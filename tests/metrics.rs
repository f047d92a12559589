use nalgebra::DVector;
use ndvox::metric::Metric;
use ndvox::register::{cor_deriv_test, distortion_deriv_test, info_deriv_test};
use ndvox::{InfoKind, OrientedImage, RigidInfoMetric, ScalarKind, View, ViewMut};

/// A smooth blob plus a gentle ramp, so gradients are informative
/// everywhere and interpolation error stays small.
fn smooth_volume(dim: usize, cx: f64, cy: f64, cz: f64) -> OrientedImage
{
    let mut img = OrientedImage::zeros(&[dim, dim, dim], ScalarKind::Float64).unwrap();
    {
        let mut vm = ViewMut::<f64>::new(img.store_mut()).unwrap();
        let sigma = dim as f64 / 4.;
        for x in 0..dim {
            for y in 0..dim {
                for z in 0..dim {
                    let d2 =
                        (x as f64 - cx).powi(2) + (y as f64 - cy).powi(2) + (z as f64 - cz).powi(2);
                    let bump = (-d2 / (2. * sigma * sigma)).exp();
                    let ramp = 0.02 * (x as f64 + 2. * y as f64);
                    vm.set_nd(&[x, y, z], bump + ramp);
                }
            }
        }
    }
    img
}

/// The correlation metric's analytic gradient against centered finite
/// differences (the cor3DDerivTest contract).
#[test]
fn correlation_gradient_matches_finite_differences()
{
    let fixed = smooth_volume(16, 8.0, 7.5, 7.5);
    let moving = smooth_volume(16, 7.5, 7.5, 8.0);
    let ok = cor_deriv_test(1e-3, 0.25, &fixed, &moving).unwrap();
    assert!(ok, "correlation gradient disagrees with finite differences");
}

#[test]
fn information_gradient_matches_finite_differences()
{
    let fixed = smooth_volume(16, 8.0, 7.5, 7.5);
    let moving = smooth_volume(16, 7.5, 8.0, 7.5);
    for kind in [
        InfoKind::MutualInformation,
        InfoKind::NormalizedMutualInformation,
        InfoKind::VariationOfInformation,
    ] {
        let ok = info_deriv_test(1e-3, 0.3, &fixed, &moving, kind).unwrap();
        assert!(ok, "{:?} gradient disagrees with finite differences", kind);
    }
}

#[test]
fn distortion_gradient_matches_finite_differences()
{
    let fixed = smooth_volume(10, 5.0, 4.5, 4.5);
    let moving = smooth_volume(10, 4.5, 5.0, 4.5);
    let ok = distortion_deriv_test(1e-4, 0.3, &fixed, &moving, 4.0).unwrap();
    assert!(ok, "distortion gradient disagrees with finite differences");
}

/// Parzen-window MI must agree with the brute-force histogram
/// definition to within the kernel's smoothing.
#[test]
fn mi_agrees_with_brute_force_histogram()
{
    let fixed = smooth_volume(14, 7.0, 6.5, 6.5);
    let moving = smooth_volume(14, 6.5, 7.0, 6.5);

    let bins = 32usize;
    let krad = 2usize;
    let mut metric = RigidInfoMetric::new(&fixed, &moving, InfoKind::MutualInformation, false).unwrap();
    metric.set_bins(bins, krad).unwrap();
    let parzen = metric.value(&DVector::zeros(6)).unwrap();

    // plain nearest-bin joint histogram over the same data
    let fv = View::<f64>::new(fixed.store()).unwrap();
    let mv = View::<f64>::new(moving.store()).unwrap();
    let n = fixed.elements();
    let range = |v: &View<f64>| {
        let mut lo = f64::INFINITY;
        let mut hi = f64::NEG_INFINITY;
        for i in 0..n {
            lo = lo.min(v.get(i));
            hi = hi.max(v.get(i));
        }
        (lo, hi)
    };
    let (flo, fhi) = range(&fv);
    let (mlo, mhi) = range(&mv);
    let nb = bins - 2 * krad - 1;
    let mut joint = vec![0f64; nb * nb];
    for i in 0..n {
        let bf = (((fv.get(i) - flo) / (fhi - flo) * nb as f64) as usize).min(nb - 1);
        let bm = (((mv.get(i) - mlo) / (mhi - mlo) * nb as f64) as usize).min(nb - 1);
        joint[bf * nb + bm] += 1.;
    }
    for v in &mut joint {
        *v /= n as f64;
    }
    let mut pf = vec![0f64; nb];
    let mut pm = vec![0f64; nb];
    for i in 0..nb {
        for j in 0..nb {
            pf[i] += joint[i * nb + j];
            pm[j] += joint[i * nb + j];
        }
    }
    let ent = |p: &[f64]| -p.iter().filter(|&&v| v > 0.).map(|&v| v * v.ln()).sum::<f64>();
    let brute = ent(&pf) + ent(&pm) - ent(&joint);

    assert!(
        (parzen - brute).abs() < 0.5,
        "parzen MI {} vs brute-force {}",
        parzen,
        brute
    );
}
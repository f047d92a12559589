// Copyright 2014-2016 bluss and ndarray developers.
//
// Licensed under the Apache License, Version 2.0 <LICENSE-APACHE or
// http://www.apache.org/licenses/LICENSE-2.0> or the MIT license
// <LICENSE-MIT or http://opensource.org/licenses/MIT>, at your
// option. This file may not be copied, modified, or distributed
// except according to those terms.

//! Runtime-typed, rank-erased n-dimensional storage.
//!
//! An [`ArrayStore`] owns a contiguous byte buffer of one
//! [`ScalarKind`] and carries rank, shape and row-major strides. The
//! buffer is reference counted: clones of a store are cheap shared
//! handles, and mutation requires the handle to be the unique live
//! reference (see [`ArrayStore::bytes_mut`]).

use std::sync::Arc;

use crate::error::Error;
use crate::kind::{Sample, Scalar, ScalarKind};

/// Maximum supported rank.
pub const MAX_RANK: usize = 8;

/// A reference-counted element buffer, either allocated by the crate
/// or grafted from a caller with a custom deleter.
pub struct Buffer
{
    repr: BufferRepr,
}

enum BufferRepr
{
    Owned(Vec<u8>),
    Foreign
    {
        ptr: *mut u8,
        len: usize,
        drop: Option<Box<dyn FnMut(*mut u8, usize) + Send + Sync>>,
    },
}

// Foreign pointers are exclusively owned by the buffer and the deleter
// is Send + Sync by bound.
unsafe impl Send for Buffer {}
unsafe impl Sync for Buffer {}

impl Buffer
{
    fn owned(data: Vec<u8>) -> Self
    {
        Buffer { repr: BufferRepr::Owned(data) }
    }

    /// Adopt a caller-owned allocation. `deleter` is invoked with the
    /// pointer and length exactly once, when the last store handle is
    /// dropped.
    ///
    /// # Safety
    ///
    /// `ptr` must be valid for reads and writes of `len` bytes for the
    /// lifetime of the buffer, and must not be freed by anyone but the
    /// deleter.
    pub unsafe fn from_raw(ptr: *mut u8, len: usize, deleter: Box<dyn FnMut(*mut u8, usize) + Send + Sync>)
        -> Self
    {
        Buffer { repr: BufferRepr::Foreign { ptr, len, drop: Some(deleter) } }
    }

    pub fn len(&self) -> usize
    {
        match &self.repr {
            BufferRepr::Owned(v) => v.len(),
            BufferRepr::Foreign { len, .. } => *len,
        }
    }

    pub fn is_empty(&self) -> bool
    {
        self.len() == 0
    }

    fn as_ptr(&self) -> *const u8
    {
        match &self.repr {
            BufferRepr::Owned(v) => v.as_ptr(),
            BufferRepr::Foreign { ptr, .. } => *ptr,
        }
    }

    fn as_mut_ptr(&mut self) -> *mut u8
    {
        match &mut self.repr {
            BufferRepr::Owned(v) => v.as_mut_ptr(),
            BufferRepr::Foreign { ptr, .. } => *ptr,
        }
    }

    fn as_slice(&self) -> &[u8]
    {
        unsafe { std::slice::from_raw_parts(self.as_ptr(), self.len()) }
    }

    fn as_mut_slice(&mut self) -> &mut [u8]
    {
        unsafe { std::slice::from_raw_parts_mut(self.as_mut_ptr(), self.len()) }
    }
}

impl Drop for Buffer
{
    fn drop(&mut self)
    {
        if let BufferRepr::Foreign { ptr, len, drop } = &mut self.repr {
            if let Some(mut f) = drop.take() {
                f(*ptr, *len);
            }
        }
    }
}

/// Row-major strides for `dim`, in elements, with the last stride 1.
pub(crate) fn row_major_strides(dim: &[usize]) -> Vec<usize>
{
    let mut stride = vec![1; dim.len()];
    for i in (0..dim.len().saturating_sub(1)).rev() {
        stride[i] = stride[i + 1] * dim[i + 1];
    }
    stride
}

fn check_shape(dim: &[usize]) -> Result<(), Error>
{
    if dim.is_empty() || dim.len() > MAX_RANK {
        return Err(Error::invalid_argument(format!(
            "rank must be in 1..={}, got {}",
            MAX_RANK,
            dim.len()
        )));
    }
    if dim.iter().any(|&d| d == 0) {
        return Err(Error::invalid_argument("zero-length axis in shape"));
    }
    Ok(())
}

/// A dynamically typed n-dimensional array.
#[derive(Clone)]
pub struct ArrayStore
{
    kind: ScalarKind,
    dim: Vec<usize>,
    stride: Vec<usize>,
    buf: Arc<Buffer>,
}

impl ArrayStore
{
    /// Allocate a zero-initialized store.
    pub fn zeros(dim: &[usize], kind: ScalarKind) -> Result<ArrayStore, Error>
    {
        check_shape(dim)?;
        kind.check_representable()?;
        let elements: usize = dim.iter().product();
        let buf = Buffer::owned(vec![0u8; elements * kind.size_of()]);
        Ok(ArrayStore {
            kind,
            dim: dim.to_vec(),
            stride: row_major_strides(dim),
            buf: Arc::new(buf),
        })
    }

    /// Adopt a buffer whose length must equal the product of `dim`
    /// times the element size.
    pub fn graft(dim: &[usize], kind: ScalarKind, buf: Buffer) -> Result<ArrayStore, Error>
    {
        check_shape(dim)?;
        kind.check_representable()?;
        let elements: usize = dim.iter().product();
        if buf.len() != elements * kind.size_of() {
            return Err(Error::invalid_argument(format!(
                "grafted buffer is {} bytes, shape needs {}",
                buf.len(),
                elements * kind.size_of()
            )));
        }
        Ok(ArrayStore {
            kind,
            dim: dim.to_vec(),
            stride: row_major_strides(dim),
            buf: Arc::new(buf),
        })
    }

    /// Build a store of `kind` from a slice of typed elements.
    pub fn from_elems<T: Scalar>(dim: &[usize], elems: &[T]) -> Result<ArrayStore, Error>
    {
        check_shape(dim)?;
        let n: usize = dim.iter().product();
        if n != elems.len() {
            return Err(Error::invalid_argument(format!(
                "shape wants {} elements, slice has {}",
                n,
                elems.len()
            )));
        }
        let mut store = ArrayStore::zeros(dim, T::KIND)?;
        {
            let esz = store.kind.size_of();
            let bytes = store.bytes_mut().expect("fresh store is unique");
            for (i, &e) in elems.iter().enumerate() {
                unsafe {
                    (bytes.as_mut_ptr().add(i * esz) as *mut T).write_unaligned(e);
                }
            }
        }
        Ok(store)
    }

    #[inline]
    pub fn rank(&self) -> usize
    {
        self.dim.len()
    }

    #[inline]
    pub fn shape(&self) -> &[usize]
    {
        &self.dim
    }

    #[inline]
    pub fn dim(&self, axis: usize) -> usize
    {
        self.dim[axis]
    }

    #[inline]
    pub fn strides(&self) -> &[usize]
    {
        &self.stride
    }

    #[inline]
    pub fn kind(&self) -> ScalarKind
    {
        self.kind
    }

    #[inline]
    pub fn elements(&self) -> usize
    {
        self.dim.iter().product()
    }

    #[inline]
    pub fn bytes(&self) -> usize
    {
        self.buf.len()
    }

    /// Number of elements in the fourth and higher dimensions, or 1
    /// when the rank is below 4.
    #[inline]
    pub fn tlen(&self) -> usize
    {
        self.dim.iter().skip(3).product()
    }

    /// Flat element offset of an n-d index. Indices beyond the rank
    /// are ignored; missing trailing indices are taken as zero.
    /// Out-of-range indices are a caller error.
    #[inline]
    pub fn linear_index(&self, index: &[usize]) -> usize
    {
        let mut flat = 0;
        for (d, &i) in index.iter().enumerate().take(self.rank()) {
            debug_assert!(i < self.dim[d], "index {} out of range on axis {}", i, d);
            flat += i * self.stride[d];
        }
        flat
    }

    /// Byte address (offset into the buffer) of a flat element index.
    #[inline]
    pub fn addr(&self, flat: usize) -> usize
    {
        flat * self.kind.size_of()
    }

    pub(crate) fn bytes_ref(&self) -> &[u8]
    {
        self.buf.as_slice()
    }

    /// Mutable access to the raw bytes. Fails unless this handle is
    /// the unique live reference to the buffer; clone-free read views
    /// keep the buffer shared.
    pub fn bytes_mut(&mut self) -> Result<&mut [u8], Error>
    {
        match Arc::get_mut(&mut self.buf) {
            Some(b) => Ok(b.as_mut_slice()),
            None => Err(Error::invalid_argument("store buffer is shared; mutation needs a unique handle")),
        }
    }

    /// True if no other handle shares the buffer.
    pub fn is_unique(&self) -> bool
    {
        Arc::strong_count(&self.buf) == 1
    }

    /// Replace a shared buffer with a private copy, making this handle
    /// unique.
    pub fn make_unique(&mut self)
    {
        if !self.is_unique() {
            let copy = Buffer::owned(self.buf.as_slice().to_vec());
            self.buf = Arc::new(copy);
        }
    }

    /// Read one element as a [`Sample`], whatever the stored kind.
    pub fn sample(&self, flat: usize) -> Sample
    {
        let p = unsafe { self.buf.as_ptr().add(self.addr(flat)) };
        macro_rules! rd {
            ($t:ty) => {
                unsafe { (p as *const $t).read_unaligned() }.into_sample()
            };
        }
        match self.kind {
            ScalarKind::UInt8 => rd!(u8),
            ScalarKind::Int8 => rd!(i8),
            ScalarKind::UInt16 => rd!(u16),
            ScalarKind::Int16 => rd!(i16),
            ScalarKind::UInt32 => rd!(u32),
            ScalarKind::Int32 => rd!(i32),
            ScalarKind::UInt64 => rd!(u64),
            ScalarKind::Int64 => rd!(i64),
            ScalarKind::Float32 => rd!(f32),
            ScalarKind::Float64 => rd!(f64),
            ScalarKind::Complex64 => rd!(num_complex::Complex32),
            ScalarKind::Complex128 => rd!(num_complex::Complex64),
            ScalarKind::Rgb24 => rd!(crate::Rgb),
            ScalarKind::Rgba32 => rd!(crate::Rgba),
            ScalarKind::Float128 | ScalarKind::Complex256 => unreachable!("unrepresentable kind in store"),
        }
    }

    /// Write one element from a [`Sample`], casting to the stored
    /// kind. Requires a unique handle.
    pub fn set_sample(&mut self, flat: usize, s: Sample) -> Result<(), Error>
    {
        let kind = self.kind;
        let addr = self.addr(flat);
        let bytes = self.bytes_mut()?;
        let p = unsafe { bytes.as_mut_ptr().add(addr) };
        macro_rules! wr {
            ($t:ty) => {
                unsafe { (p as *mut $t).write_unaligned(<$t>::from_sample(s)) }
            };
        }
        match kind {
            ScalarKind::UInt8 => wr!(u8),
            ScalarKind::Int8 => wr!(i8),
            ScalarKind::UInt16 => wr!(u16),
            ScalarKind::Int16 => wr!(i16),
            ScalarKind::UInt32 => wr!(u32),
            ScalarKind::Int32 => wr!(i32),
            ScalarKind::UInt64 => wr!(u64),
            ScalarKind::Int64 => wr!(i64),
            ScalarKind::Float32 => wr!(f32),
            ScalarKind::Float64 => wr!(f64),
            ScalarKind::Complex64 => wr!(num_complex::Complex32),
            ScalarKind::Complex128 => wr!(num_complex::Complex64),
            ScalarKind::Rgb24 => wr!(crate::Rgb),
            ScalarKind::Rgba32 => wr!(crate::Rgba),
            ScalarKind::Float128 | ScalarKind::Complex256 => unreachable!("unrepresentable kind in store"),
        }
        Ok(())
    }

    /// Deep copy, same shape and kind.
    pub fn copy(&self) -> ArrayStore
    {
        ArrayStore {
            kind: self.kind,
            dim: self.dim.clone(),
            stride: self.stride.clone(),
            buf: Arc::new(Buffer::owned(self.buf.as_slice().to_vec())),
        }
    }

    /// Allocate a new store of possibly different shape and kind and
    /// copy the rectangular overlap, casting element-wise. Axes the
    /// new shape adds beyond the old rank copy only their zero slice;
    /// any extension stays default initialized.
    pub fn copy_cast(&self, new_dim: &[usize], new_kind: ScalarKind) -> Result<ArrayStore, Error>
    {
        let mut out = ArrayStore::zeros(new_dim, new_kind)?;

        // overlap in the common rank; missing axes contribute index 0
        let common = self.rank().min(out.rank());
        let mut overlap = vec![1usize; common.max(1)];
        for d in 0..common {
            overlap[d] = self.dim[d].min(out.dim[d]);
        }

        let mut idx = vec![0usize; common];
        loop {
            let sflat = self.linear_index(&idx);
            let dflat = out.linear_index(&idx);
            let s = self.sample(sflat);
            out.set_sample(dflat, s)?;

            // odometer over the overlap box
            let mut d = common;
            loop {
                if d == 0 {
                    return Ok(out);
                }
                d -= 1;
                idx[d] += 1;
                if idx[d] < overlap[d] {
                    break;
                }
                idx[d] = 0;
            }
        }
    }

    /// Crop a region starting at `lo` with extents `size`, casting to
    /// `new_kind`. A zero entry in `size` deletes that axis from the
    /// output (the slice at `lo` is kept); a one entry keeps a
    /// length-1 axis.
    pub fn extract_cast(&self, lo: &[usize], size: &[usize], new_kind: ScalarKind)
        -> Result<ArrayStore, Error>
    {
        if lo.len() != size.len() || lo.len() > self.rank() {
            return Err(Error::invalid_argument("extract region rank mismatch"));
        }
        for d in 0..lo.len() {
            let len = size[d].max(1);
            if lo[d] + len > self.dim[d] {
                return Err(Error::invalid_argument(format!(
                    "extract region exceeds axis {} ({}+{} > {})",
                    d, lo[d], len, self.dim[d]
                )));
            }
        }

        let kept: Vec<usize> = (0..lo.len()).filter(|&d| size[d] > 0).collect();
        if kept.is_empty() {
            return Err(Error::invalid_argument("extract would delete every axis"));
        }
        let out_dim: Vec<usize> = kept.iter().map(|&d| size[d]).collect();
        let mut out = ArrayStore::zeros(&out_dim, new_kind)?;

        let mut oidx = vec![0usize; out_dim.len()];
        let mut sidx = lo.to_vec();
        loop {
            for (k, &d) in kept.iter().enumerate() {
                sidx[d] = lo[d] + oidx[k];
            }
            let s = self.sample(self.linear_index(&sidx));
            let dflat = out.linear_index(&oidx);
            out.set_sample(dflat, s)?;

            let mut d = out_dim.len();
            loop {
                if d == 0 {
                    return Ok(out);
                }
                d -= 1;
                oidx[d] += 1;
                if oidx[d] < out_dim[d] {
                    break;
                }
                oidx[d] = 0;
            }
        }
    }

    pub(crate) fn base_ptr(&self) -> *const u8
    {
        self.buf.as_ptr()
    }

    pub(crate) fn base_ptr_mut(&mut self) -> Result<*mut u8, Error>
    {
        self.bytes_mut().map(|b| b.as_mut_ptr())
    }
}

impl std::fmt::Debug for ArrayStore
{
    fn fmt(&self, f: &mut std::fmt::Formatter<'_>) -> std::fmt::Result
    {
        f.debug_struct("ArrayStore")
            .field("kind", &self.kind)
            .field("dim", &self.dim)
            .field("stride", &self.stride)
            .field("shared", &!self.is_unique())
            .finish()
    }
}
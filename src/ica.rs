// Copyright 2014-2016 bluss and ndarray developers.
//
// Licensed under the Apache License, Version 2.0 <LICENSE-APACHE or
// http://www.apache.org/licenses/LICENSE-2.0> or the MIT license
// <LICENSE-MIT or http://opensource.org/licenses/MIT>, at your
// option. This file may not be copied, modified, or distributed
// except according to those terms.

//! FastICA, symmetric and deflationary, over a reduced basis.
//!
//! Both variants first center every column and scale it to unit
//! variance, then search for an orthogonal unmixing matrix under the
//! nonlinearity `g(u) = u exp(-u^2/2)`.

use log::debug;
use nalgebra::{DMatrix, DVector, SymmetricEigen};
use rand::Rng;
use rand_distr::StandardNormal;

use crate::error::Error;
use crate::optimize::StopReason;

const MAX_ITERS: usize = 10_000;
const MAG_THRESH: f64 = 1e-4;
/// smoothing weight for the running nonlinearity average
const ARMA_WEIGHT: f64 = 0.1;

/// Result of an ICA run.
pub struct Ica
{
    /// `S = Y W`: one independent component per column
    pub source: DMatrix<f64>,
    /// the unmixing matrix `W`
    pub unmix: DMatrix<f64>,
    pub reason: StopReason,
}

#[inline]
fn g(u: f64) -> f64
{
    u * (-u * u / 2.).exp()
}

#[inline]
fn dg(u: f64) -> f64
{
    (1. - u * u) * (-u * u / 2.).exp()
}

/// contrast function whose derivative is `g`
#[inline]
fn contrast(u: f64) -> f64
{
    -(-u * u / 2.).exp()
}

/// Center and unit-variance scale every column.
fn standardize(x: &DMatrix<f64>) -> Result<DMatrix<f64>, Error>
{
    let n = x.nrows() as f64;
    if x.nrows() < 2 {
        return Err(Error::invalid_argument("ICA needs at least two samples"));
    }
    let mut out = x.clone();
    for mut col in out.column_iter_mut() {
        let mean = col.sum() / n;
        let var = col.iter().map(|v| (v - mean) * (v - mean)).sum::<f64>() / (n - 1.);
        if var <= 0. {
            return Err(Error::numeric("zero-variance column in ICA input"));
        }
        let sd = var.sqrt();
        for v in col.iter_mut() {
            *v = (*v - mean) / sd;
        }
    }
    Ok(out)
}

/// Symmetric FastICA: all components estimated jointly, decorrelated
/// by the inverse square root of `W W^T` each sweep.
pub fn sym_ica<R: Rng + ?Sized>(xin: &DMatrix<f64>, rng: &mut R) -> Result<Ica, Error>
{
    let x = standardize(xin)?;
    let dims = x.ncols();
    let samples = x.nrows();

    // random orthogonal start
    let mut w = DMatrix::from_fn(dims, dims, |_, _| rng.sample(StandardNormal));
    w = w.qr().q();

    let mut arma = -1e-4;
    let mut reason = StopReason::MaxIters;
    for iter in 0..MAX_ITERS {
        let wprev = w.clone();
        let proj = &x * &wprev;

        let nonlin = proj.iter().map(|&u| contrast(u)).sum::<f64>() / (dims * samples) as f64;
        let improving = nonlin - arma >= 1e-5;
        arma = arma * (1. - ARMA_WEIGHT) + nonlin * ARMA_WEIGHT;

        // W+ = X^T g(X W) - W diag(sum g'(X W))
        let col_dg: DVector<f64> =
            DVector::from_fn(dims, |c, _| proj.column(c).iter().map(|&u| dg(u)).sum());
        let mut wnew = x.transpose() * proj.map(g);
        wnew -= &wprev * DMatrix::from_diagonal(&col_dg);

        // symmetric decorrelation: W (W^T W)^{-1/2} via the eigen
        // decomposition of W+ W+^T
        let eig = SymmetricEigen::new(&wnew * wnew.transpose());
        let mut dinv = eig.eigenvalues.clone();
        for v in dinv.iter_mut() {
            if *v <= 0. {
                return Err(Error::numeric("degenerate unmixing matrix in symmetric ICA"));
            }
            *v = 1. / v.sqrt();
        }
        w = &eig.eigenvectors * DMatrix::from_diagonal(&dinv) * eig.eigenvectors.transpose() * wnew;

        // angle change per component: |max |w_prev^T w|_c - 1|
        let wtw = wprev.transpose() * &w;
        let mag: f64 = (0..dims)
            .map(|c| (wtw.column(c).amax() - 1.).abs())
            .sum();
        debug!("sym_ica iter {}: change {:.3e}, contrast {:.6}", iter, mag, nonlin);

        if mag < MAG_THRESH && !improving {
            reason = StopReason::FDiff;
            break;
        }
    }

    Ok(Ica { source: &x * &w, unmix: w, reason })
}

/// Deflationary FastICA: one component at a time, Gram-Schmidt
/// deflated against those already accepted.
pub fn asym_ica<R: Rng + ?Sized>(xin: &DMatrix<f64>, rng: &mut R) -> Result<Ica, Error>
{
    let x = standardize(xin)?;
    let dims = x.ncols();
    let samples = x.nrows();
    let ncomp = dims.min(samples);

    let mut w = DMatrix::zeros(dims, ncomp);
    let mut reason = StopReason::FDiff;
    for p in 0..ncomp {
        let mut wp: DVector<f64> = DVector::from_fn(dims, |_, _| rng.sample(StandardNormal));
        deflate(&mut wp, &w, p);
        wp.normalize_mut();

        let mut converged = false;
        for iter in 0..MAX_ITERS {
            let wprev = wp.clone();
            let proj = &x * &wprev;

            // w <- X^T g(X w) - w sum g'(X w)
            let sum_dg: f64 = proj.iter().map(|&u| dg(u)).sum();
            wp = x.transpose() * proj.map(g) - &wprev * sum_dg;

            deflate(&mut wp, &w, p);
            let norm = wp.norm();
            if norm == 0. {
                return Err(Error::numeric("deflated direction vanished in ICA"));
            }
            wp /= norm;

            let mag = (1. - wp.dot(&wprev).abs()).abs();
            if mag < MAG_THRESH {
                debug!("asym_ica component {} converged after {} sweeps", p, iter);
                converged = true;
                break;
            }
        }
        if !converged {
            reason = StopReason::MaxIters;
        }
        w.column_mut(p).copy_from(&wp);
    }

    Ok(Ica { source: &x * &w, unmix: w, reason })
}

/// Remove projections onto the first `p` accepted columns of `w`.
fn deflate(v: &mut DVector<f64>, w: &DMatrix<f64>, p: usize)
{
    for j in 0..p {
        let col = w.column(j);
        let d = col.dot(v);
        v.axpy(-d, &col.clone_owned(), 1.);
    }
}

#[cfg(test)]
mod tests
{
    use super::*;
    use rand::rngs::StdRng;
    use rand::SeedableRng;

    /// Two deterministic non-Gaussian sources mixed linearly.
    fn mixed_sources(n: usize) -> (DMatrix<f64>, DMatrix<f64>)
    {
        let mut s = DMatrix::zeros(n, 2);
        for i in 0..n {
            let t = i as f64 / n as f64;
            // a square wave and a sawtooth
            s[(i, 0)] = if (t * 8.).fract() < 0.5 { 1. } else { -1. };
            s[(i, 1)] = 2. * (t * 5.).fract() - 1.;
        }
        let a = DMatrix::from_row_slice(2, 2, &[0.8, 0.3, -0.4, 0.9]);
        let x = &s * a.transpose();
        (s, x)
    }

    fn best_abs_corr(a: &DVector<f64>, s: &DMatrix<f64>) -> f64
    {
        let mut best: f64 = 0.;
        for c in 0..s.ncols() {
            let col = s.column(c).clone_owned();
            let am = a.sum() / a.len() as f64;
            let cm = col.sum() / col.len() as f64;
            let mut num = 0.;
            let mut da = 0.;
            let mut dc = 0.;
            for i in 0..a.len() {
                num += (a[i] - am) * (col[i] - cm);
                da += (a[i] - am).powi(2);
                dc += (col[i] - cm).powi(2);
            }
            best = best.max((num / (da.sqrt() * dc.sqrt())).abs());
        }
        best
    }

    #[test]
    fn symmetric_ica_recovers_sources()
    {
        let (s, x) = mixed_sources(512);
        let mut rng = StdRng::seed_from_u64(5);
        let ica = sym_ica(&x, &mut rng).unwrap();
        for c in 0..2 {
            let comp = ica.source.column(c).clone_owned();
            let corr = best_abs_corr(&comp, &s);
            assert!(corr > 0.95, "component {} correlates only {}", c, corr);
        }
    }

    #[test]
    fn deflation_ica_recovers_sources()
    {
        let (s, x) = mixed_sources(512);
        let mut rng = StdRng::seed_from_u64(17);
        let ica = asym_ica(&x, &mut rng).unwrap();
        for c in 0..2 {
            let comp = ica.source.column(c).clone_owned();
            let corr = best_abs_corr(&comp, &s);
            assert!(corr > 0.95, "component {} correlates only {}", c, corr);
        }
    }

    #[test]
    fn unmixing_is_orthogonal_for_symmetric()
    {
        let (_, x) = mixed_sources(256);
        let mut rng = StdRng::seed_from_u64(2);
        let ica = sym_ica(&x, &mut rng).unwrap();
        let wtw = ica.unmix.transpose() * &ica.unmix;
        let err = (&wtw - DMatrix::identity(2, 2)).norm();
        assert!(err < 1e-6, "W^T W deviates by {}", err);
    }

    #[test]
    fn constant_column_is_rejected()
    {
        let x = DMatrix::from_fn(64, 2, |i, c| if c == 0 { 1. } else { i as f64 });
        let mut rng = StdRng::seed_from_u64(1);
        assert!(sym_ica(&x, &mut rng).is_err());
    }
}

--

*ABOUT THIS EXERCISE:* The response should hold exactly the lines starting at the line with "v.axpy(-d, &col.clone_owned(), 1.);" and ending at the line with "let mut rng = StdRng::seed_from_u64(17);", and no other line of the material above.

*RESPONSE TO THE TASK:*
        v.axpy(-d, &col.clone_owned(), 1.);
    }
}

#[cfg(test)]
mod tests
{
    use super::*;
    use rand::rngs::StdRng;
    use rand::SeedableRng;

    /// Two deterministic non-Gaussian sources mixed linearly.
    fn mixed_sources(n: usize) -> (DMatrix<f64>, DMatrix<f64>)
    {
        let mut s = DMatrix::zeros(n, 2);
        for i in 0..n {
            let t = i as f64 / n as f64;
            // a square wave and a sawtooth
            s[(i, 0)] = if (t * 8.).fract() < 0.5 { 1. } else { -1. };
            s[(i, 1)] = 2. * (t * 5.).fract() - 1.;
        }
        let a = DMatrix::from_row_slice(2, 2, &[0.8, 0.3, -0.4, 0.9]);
        let x = &s * a.transpose();
        (s, x)
    }

    fn best_abs_corr(a: &DVector<f64>, s: &DMatrix<f64>) -> f64
    {
        let mut best: f64 = 0.;
        for c in 0..s.ncols() {
            let col = s.column(c).clone_owned();
            let am = a.sum() / a.len() as f64;
            let cm = col.sum() / col.len() as f64;
            let mut num = 0.;
            let mut da = 0.;
            let mut dc = 0.;
            for i in 0..a.len() {
                num += (a[i] - am) * (col[i] - cm);
                da += (a[i] - am).powi(2);
                dc += (col[i] - cm).powi(2);
            }
            best = best.max((num / (da.sqrt() * dc.sqrt())).abs());
        }
        best
    }

    #[test]
    fn symmetric_ica_recovers_sources()
    {
        let (s, x) = mixed_sources(512);
        let mut rng = StdRng::seed_from_u64(5);
        let ica = sym_ica(&x, &mut rng).unwrap();
        for c in 0..2 {
            let comp = ica.source.column(c).clone_owned();
            let corr = best_abs_corr(&comp, &s);
            assert!(corr > 0.95, "component {} correlates only {}", c, corr);
        }
    }

    #[test]
    fn deflation_ica_recovers_sources()
    {
        let (s, x) = mixed_sources(512);
        let mut rng = StdRng::seed_from_u64(17);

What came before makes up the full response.